The Strategic Environmental Research and Development Program (SERDP) and the Environmental Security Technology Certification Program (ESTCP) have been funding research on AFFF contamination for several years, to improve PFAS analysis, to develop tools for assessing the fate of PFAS in the subsurface, and to evaluate the potential for in situ remediation. Research is ongoing to evaluate a range of potential remediation technologies, ecotoxicological effects, and improved AFFF site characterization and technology transfer regarding PFAS contamination.

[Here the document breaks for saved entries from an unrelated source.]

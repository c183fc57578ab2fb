//! Resolved topic/field mappings.
//!
//! [`TopicSpec::resolve`] turns the TOML overrides into fully-specified sources
//! for every field of a topic. After resolution no lookup can fail on a typo:
//! the only remaining failure is asking a topic for a field it does not own.

use crate::config::{ComparisonConfig, TopicSettings};
use crate::error::{ConfigError, Result};
use crate::naming::version_alias;
use crate::topic::{Field, Topic};

/// One value-extraction expression bound to its source.
#[derive(Debug, Clone, PartialEq, Eq)]
pub struct SourceExpr {
    /// SQL expression producing the compared value.
    pub expr: String,
    /// Table the expression reads from.
    pub from: String,
    pub id_col: String,
    pub country_col: String,
}

/// Benchmark source and the alias used for its columns.
#[derive(Debug, Clone, PartialEq, Eq)]
pub struct BenchmarkSource {
    pub label: String,
    pub alias: String,
    pub source: SourceExpr,
}

/// Everything needed to generate the tables of one field.
#[derive(Debug, Clone, PartialEq, Eq)]
pub struct FieldMapping {
    pub topic: Topic,
    pub field: Field,
    pub base: SourceExpr,
    pub new: SourceExpr,
    /// `None` when the topic has no benchmark table.
    pub benchmark: Option<BenchmarkSource>,
}

/// A topic with all of its fields resolved.
#[derive(Debug, Clone, PartialEq, Eq)]
pub struct TopicSpec {
    pub topic: Topic,
    pub exclude_values: Vec<String>,
    pub extra_where: Option<String>,
    pub fields: Vec<FieldMapping>,
}

impl TopicSpec {
    pub fn resolve(config: &ComparisonConfig, topic: Topic) -> Result<Self> {
        let settings = config.topic_settings(topic);
        let fields = topic
            .fields()
            .iter()
            .map(|field| resolve_field(config, &settings, topic, *field))
            .collect::<Result<Vec<_>>>()?;
        Ok(Self {
            topic,
            exclude_values: settings.exclude_values,
            extra_where: settings.extra_where,
            fields,
        })
    }

    pub fn field(&self, field: Field) -> Result<&FieldMapping> {
        self.fields
            .iter()
            .find(|mapping| mapping.field == field)
            .ok_or_else(|| ConfigError::FieldNotInTopic {
                topic: self.topic,
                field: field.column_name().to_string(),
            })
    }

    /// Alias of the topic benchmark, if any field carries one.
    pub fn benchmark_alias(&self) -> Option<&str> {
        self.fields
            .iter()
            .find_map(|mapping| mapping.benchmark.as_ref())
            .map(|benchmark| benchmark.alias.as_str())
    }
}

fn resolve_field(
    config: &ComparisonConfig,
    settings: &TopicSettings,
    topic: Topic,
    field: Field,
) -> Result<FieldMapping> {
    let overrides = settings.fields.get(&field).cloned().unwrap_or_default();
    let column = field.column_name();
    let source = |expr: Option<String>, from: Option<String>, version: &str| SourceExpr {
        expr: expr.unwrap_or_else(|| column.to_string()),
        from: from.unwrap_or_else(|| config.version_source(version, topic)),
        id_col: topic.id_column().to_string(),
        country_col: topic.country_column().to_string(),
    };
    let base = source(overrides.v1_expr, overrides.v1_from, &config.versions.base);
    let new = source(overrides.v2_expr, overrides.v2_from, &config.versions.new);

    let benchmark = match &settings.benchmark {
        Some(bench) => overrides
            .lc_from
            .or_else(|| bench.from.clone())
            .map(|from| BenchmarkSource {
                label: bench.label.clone(),
                alias: version_alias(&bench.label),
                source: SourceExpr {
                    expr: overrides.lc_expr.unwrap_or_else(|| column.to_string()),
                    from,
                    id_col: bench
                        .id_col
                        .clone()
                        .unwrap_or_else(|| topic.id_column().to_string()),
                    country_col: bench
                        .country_col
                        .clone()
                        .unwrap_or_else(|| topic.country_column().to_string()),
                },
            }),
        None if overrides.lc_expr.is_some() || overrides.lc_from.is_some() => {
            return Err(ConfigError::invalid(format!(
                "{topic}.{field} sets a benchmark expression but {topic} has no [benchmark] section"
            )));
        }
        None => None,
    };

    Ok(FieldMapping {
        topic,
        field,
        base,
        new,
        benchmark,
    })
}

In FY19, SERDP solicited for proposals to develop improved analytical and environmental sampling techniques for PFAS. Specific research needs were:

• Development of sampling techniques to evaluate soil and water columns, including consideration of potential biases associated with sampling supplies and equipment, and decontamination procedures for use at both minimally and highly contaminated sites.
• Evaluation of potential media to be used for passive samplers and their performance.
• Assessment of subsampling techniques to determine the process by which the subsample provides results that are most representative of the entire sample collected.
• Development of procedures to assess the total organofluorine in environmental waters, soil and sediment.
• Development of rapid field screening procedures for PFASs.
• Development of extraction techniques to produce the most accurate and precise quantitation.
• Evaluation of techniques to eliminate matrix interference.
• Evaluation of techniques to achieve the lowest limit of quantitation possible when analyzing AFFF formulations and samples containing high concentrations of PFAS while achieving the required precision and accuracy.
• Evaluation of techniques that could be used to ensure precision and accuracy of total PFAS analytical procedures.
• Sampling and analysis of 24 PFASs (USEPA, 2017) and total PFASs in the following matrices: Environmental waters including groundwater, surface water, storm water run-off; AFFF products; soils and sediments; biological tissues; and vegetation media.

This presentation will provide a summary of the projects selected in FY19 and other areas of new research in this area.